We call them winter lights. And don’t judge – we hung them in the living room last week.
You see, I love the magic of the holidays - the twinkle lights, the joyous music, the warmth of hot chocolate and cozy blankets and fires in the fireplace. It makes me feel warm and cozy and hopeful. It makes me happy.
So why leave that feeling boxed up in the basement until the holidays roll around? I’m not talking full on tree and ornaments and garland here; I’m talking about creating that same ambiance to lift me out of the literal darkness of winter.
There’s a tiredness that sets in when winter arrives. We work all day, pick the kids up from daycare and/or school and head home. And then? It’s dark. More specifically, it’s cold and dark.
No wonder we feel more down come wintertime. All the bright, warm hours of the day are spent sitting inside office buildings and call centers and retail stores and the hundred other places we go to make a living.

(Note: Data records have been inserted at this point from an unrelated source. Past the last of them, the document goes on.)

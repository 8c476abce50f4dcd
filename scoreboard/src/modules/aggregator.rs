use scoreboard_libs::{
    api::{ContestResponse, ScoreboardResponse, TeamRow},
    domjudge::{
        model::{parse_list, parse_scoreboard, RawContest, RawOrganization, RawProblem, RawTeam},
        ContestApi, FetchError,
    },
    normalize::{build_directories, normalize_contest, normalize_problems, normalize_scoreboard},
    sample::{sample_contest, sample_scoreboard},
};
use serde::de::DeserializeOwned;
use serde_json::Value;
use thiserror::Error;

/// Progress of one scoreboard aggregation. Logged when the aggregation falls back.
#[derive(Debug, Clone, Copy, PartialEq, Eq)]
pub enum Stage {
    Idle,
    ContestsFetched,
    TeamsAndOrgsFetched,
    ScoreboardFetched,
    Normalized,
    Done,
    Fallback,
}

#[derive(Debug, Error)]
pub enum AggregateError {
    #[error("contest API request failed: {0}")]
    Fetch(#[from] FetchError),
    #[error("unexpected payload shape: {0}")]
    MalformedPayload(#[from] serde_json::Error),
    #[error("no contests available")]
    NoContestsAvailable,
    #[error("scoreboard has no rows")]
    EmptyScoreboard,
}

type Result<T> = std::result::Result<T, AggregateError>;

/// Builds the contest and scoreboard responses from the contest API.
///
/// Both public operations always succeed: any failure is logged and replaced by sample data.
/// Lookup directories are rebuilt on every call.
pub struct ScoreboardAggregator<A> {
    api: A,
}

impl<A: ContestApi> ScoreboardAggregator<A> {
    pub fn new(api: A) -> Self {
        Self { api }
    }

    pub async fn scoreboard(&self) -> ScoreboardResponse {
        self.aggregate().await.0
    }

    /// Run one aggregation and report the stage it ended in, `Done` or `Fallback`.
    async fn aggregate(&self) -> (ScoreboardResponse, Stage) {
        let mut stage = Stage::Idle;
        let result = self.try_scoreboard(&mut stage).await;

        match result {
            Ok(teams) => {
                tracing::info!("{} teams aggregated", teams.len());
                (ScoreboardResponse { teams }, stage)
            }
            Err(e) => {
                tracing::warn!(
                    "scoreboard aggregation failed after stage {:?}, using sample data: {}",
                    stage,
                    e
                );
                (sample_scoreboard(), Stage::Fallback)
            }
        }
    }

    pub async fn contest(&self) -> ContestResponse {
        let contest = match self.select_contest().await {
            Ok(contest) => contest,
            Err(e) => {
                tracing::warn!("failed to fetch contest, using sample data: {}", e);
                return sample_contest();
            }
        };

        let problems: Vec<RawProblem> = match contest.id.as_deref() {
            Some(id) => lenient_list("problems", self.api.problems(id).await),
            None => Vec::new(),
        };

        ContestResponse {
            contest: normalize_contest(&contest),
            problems: normalize_problems(&problems),
        }
    }

    /// The first contest of the upstream list.
    async fn select_contest(&self) -> Result<RawContest> {
        let contests: Vec<RawContest> = parse_list(self.api.contests().await?)?;
        tracing::info!("Found {} contests", contests.len());

        contests
            .into_iter()
            .next()
            .ok_or(AggregateError::NoContestsAvailable)
    }

    async fn try_scoreboard(&self, stage: &mut Stage) -> Result<Vec<TeamRow>> {
        let contest_id = self
            .select_contest()
            .await?
            .id
            .filter(|id| !id.is_empty())
            .ok_or(AggregateError::NoContestsAvailable)?;
        *stage = Stage::ContestsFetched;
        tracing::info!("Using contest ID: {}", contest_id);

        let (teams, orgs) = tokio::join!(
            self.api.teams(&contest_id),
            self.api.organizations(&contest_id)
        );
        let teams: Vec<RawTeam> = lenient_list("teams", teams);
        let orgs: Vec<RawOrganization> = lenient_list("organizations", orgs);
        let (orgs, teams) = build_directories(&orgs, &teams);
        *stage = Stage::TeamsAndOrgsFetched;

        let raw = parse_scoreboard(self.api.scoreboard(&contest_id).await?)?;
        *stage = Stage::ScoreboardFetched;

        let rows = normalize_scoreboard(&raw, &teams, &orgs, self.api.base_url().as_str());
        *stage = Stage::Normalized;

        if rows.is_empty() {
            return Err(AggregateError::EmptyScoreboard);
        }
        *stage = Stage::Done;

        Ok(rows)
    }
}

// Directory and problem lists only enrich the response, so losing one is not fatal.
fn lenient_list<T>(kind: &str, payload: std::result::Result<Value, FetchError>) -> Vec<T>
where
    T: DeserializeOwned,
{
    let items = payload
        .map_err(AggregateError::from)
        .and_then(|value| parse_list(value).map_err(AggregateError::from));

    match items {
        Ok(items) => items,
        Err(e) => {
            tracing::warn!("failed to fetch {}, continuing without them: {}", kind, e);
            Vec::new()
        }
    }
}
use crate::modules::{
    aggregator::ScoreboardAggregator,
    feed::{FeedEvent, FeedPublisher},
};
use axum::{
    extract::Extension,
    http::StatusCode,
    response::sse::{Event, Sse},
    Json,
};
use futures::{Stream, StreamExt};
use scoreboard_libs::{
    api::{ContestResponse, ScoreboardResponse},
    domjudge::ContestApi,
};
use std::sync::Arc;
use tokio::time::Instant;

pub async fn contest<A: ContestApi + 'static>(
    Extension(aggregator): Extension<Arc<ScoreboardAggregator<A>>>,
) -> (StatusCode, Json<ContestResponse>) {
    let start_process = Instant::now();
    let response = aggregator.contest().await;

    tracing::info!(
        target: "querylog",
        "endpoint=contest elapsed_time={} problems={}",
        start_process.elapsed().as_millis(),
        response.problems.len()
    );

    (StatusCode::OK, Json(response))
}

pub async fn scoreboard<A: ContestApi + 'static>(
    Extension(aggregator): Extension<Arc<ScoreboardAggregator<A>>>,
) -> (StatusCode, Json<ScoreboardResponse>) {
    let start_process = Instant::now();
    let response = aggregator.scoreboard().await;

    tracing::info!(
        target: "querylog",
        "endpoint=scoreboard elapsed_time={} teams={}",
        start_process.elapsed().as_millis(),
        response.teams.len()
    );

    (StatusCode::OK, Json(response))
}

pub async fn event_feed<A: ContestApi + 'static>(
    Extension(publisher): Extension<Arc<FeedPublisher<A>>>,
) -> Sse<impl Stream<Item = Result<Event, serde_json::Error>>> {
    tracing::info!("event feed subscriber connected");

    let events = publisher
        .subscribe()
        .map(|event: FeedEvent| Event::default().json_data(event));

    Sse::new(events)
}
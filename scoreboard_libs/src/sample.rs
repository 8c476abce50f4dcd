//! Placeholder payloads served whenever live data can not be produced.
use crate::api::{ContestResponse, ContestView, ProblemView, ScoreboardResponse, TeamRow};
use chrono::{Duration, SecondsFormat, Utc};
use once_cell::sync::Lazy;

pub const SAMPLE_CONTEST_ID: &str = "2";
pub const SAMPLE_CONTEST_NAME: &str = "KMITL Programming Contest";

static SAMPLE_TEAMS: Lazy<Vec<TeamRow>> = Lazy::new(|| {
    [
        "KMITL Algorithm Masters",
        "KMITL Code Warriors",
        "KMITL Debug Heroes",
        "KMITL Binary Ninjas",
        "KMITL Recursive Rebels",
        "KMITL Data Structures",
        "KMITL Graph Theorists",
    ]
    .iter()
    .enumerate()
    .map(|(index, name)| {
        let rank = index as i64 + 1;
        let solved = 9 - rank;
        TeamRow {
            rank,
            team_id: format!("sample-{}", rank),
            name: String::from(*name),
            display_name: String::from(*name),
            affiliation: Some(String::from("KMITL")),
            organization_id: None,
            logo_url: None,
            score: solved,
            solved,
            total_time: 0,
            problems: Vec::new(),
        }
    })
    .collect()
});

static SAMPLE_PROBLEMS: Lazy<Vec<ProblemView>> = Lazy::new(|| {
    [
        ("15", "A", "#e74c3c"),
        ("14", "B", "#f39c12"),
        ("8", "C", "#f1c40f"),
        ("5", "D", "#2ecc71"),
        ("9", "E", "#3498db"),
        ("11", "F", "#9b59b6"),
        ("13", "G", "#1abc9c"),
        ("10", "H", "#34495e"),
    ]
    .iter()
    .enumerate()
    .map(|(index, (id, label, color))| ProblemView {
        id: String::from(*id),
        label: String::from(*label),
        name: format!("Problem {}", label),
        color: String::from(*color),
        ordinal: index as i64 + 1,
    })
    .collect()
});

pub fn sample_teams() -> Vec<TeamRow> {
    SAMPLE_TEAMS.clone()
}

pub fn sample_scoreboard() -> ScoreboardResponse {
    ScoreboardResponse {
        teams: sample_teams(),
    }
}

/// A five hour contest starting now, with problems A to H.
pub fn sample_contest() -> ContestResponse {
    let now = Utc::now();
    let format = |time: chrono::DateTime<Utc>| time.to_rfc3339_opts(SecondsFormat::Millis, true);

    ContestResponse {
        contest: ContestView {
            id: String::from(SAMPLE_CONTEST_ID),
            name: String::from(SAMPLE_CONTEST_NAME),
            start_time: Some(format(now)),
            end_time: Some(format(now + Duration::hours(5))),
            freeze_time: None,
            unfreeze_time: None,
            penalty_time: 20,
        },
        problems: SAMPLE_PROBLEMS.clone(),
    }
}
pub mod aggregator;
pub mod feed;
pub mod handlers;

#[cfg(test)]
pub mod stub;
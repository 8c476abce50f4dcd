pub mod client;
pub mod config;
pub mod model;

pub use client::{ContestApi, DomjudgeClient, FetchError};
pub use config::{ApiConfig, ConfigError, Credentials};
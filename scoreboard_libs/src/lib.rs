pub mod api;
pub mod domjudge;
pub mod normalize;
pub mod sample;
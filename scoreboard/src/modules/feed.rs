use crate::modules::aggregator::ScoreboardAggregator;
use chrono::{SecondsFormat, Utc};
use futures::Stream;
use scoreboard_libs::{api::ScoreboardResponse, domjudge::ContestApi};
use serde::Serialize;
use std::{
    pin::Pin,
    sync::Arc,
    task::{Context, Poll},
};
use tokio::{
    sync::{
        mpsc::{self, Sender},
        watch,
    },
    task::JoinHandle,
    time::{self, Duration, Instant, MissedTickBehavior},
};
use tokio_stream::wrappers::ReceiverStream;

const SUBSCRIPTION_BUFFER: usize = 16;

#[derive(Debug, Serialize, Clone, Copy, PartialEq, Eq)]
#[serde(rename_all = "snake_case")]
pub enum FeedEventKind {
    ScoreboardUpdate,
    Heartbeat,
}

#[derive(Debug, Serialize, Clone, PartialEq, Eq)]
pub struct FeedEvent {
    #[serde(rename = "type")]
    pub kind: FeedEventKind,
    pub timestamp: String,
    #[serde(skip_serializing_if = "Option::is_none")]
    pub data: Option<ScoreboardResponse>,
}

impl FeedEvent {
    fn now() -> String {
        Utc::now().to_rfc3339_opts(SecondsFormat::Millis, true)
    }

    pub fn scoreboard_update(data: ScoreboardResponse) -> Self {
        Self {
            kind: FeedEventKind::ScoreboardUpdate,
            timestamp: Self::now(),
            data: Some(data),
        }
    }

    pub fn heartbeat() -> Self {
        Self {
            kind: FeedEventKind::Heartbeat,
            timestamp: Self::now(),
            data: None,
        }
    }
}

#[derive(Debug, Clone, Copy, PartialEq, Eq)]
pub struct FeedConfig {
    pub snapshot_interval: Duration,
    pub heartbeat_interval: Duration,
}

impl Default for FeedConfig {
    fn default() -> Self {
        Self {
            snapshot_interval: Duration::from_secs(5),
            heartbeat_interval: Duration::from_secs(30),
        }
    }
}

/// Owns the two periodic triggers of one subscriber.
///
/// [`FeedHandle::cancel`] stops both of them, and so does dropping the handle.
#[derive(Debug)]
pub struct FeedHandle {
    snapshot: JoinHandle<()>,
    heartbeat: JoinHandle<()>,
}

impl FeedHandle {
    pub fn cancel(&self) {
        self.snapshot.abort();
        self.heartbeat.abort();
    }

    pub fn is_finished(&self) -> bool {
        self.snapshot.is_finished() && self.heartbeat.is_finished()
    }
}

impl Drop for FeedHandle {
    fn drop(&mut self) {
        self.cancel();
    }
}

/// Event stream of one subscriber. Dropping it stops the triggers feeding it.
pub struct FeedSubscription {
    events: ReceiverStream<FeedEvent>,
    handle: FeedHandle,
}

impl FeedSubscription {
    pub fn handle(&self) -> &FeedHandle {
        &self.handle
    }
}

impl Stream for FeedSubscription {
    type Item = FeedEvent;

    fn poll_next(mut self: Pin<&mut Self>, cx: &mut Context<'_>) -> Poll<Option<Self::Item>> {
        Pin::new(&mut self.events).poll_next(cx)
    }
}

/// Republishes scoreboard snapshots to event-feed subscribers.
pub struct FeedPublisher<A> {
    aggregator: Arc<ScoreboardAggregator<A>>,
    config: FeedConfig,
}

impl<A: ContestApi + 'static> FeedPublisher<A> {
    pub fn new(aggregator: Arc<ScoreboardAggregator<A>>, config: FeedConfig) -> Self {
        Self { aggregator, config }
    }

    /// Start publishing into `sink`.
    ///
    /// A snapshot is sent immediately and then every `snapshot_interval`; a heartbeat every
    /// `heartbeat_interval`, the first one after a full interval. Publishing is best effort:
    /// once the sink is closed or either trigger fails to enqueue, both triggers stop.
    pub fn spawn(&self, sink: Sender<FeedEvent>) -> FeedHandle {
        let (stop, stopped) = watch::channel(false);
        let stop = Arc::new(stop);

        let snapshot = tokio::spawn(publish_snapshots(
            self.aggregator.clone(),
            sink.clone(),
            self.config.snapshot_interval,
            Trigger::new(stop.clone(), stopped.clone()),
        ));
        let heartbeat = tokio::spawn(publish_heartbeats(
            sink,
            self.config.heartbeat_interval,
            Trigger::new(stop, stopped),
        ));

        FeedHandle {
            snapshot,
            heartbeat,
        }
    }

    pub fn subscribe(&self) -> FeedSubscription {
        let (tx, rx) = mpsc::channel(SUBSCRIPTION_BUFFER);
        let handle = self.spawn(tx);

        FeedSubscription {
            events: ReceiverStream::new(rx),
            handle,
        }
    }
}

/// Stop signal shared by the two triggers of one subscriber.
struct Trigger {
    stop: Arc<watch::Sender<bool>>,
    stopped: watch::Receiver<bool>,
}

impl Trigger {
    fn new(stop: Arc<watch::Sender<bool>>, stopped: watch::Receiver<bool>) -> Self {
        Self { stop, stopped }
    }

    /// Resolves once the sibling trigger has stopped.
    async fn sibling_stopped(&mut self) {
        while !*self.stopped.borrow_and_update() {
            if self.stopped.changed().await.is_err() {
                return;
            }
        }
    }

    fn stop_both(&self) {
        self.stop.send_replace(true);
    }
}

async fn publish_snapshots<A: ContestApi>(
    aggregator: Arc<ScoreboardAggregator<A>>,
    sink: Sender<FeedEvent>,
    period: Duration,
    mut trigger: Trigger,
) {
    let mut ticker = time::interval(period);
    ticker.set_missed_tick_behavior(MissedTickBehavior::Delay);

    loop {
        let snapshot = tokio::select! {
            _ = sink.closed() => break,
            _ = trigger.sibling_stopped() => break,
            snapshot = async {
                ticker.tick().await;
                aggregator.scoreboard().await
            } => snapshot,
        };

        if let Err(e) = sink.try_send(FeedEvent::scoreboard_update(snapshot)) {
            tracing::info!("stop publishing to subscriber: {}", e);
            trigger.stop_both();
            break;
        }
    }

    tracing::debug!("scoreboard update trigger stopped");
}

async fn publish_heartbeats(sink: Sender<FeedEvent>, period: Duration, mut trigger: Trigger) {
    let mut ticker = time::interval_at(Instant::now() + period, period);
    ticker.set_missed_tick_behavior(MissedTickBehavior::Delay);

    loop {
        tokio::select! {
            _ = sink.closed() => break,
            _ = trigger.sibling_stopped() => break,
            _ = ticker.tick() => {}
        }

        if let Err(e) = sink.try_send(FeedEvent::heartbeat()) {
            tracing::info!("stop publishing to subscriber: {}", e);
            trigger.stop_both();
            break;
        }
    }

    tracing::debug!("heartbeat trigger stopped");
}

We spend the most energetic, most uplifting hours of the winter working. Our lives outside of work must exist in the cold, dark evening hours.
And so, we hang winter lights. And bring out oversized quits. And wear slippers. And do all the things we can to add warmth and happiness into our winter routine.
Force it. What times of the day or week or year do you know you need a happiness boost? Incorporate extra happiness enablers into these times as a way to combat your mood.
Start new traditions. We do this a lot in our house. We love traditions. Ours don’t necessarily come with a tradition-worthy Instagram hashtag, but they’re ours and they cater to our needs as a family. We celebrate poetry and the solstices and donuts. We hang winter lights and sing Scottish songs and read Eugene Field before bed. Build traditions around what makes you happy.
Amplify the happy. If something makes you happy, just amplify it. Instead of giving yourself 10 minutes a day for writing, give yourself 20. If you love reading the paper Sunday mornings, add a Wednesday paper into the mix. If you like the twinkle of the holidays, hang winter lights a month early.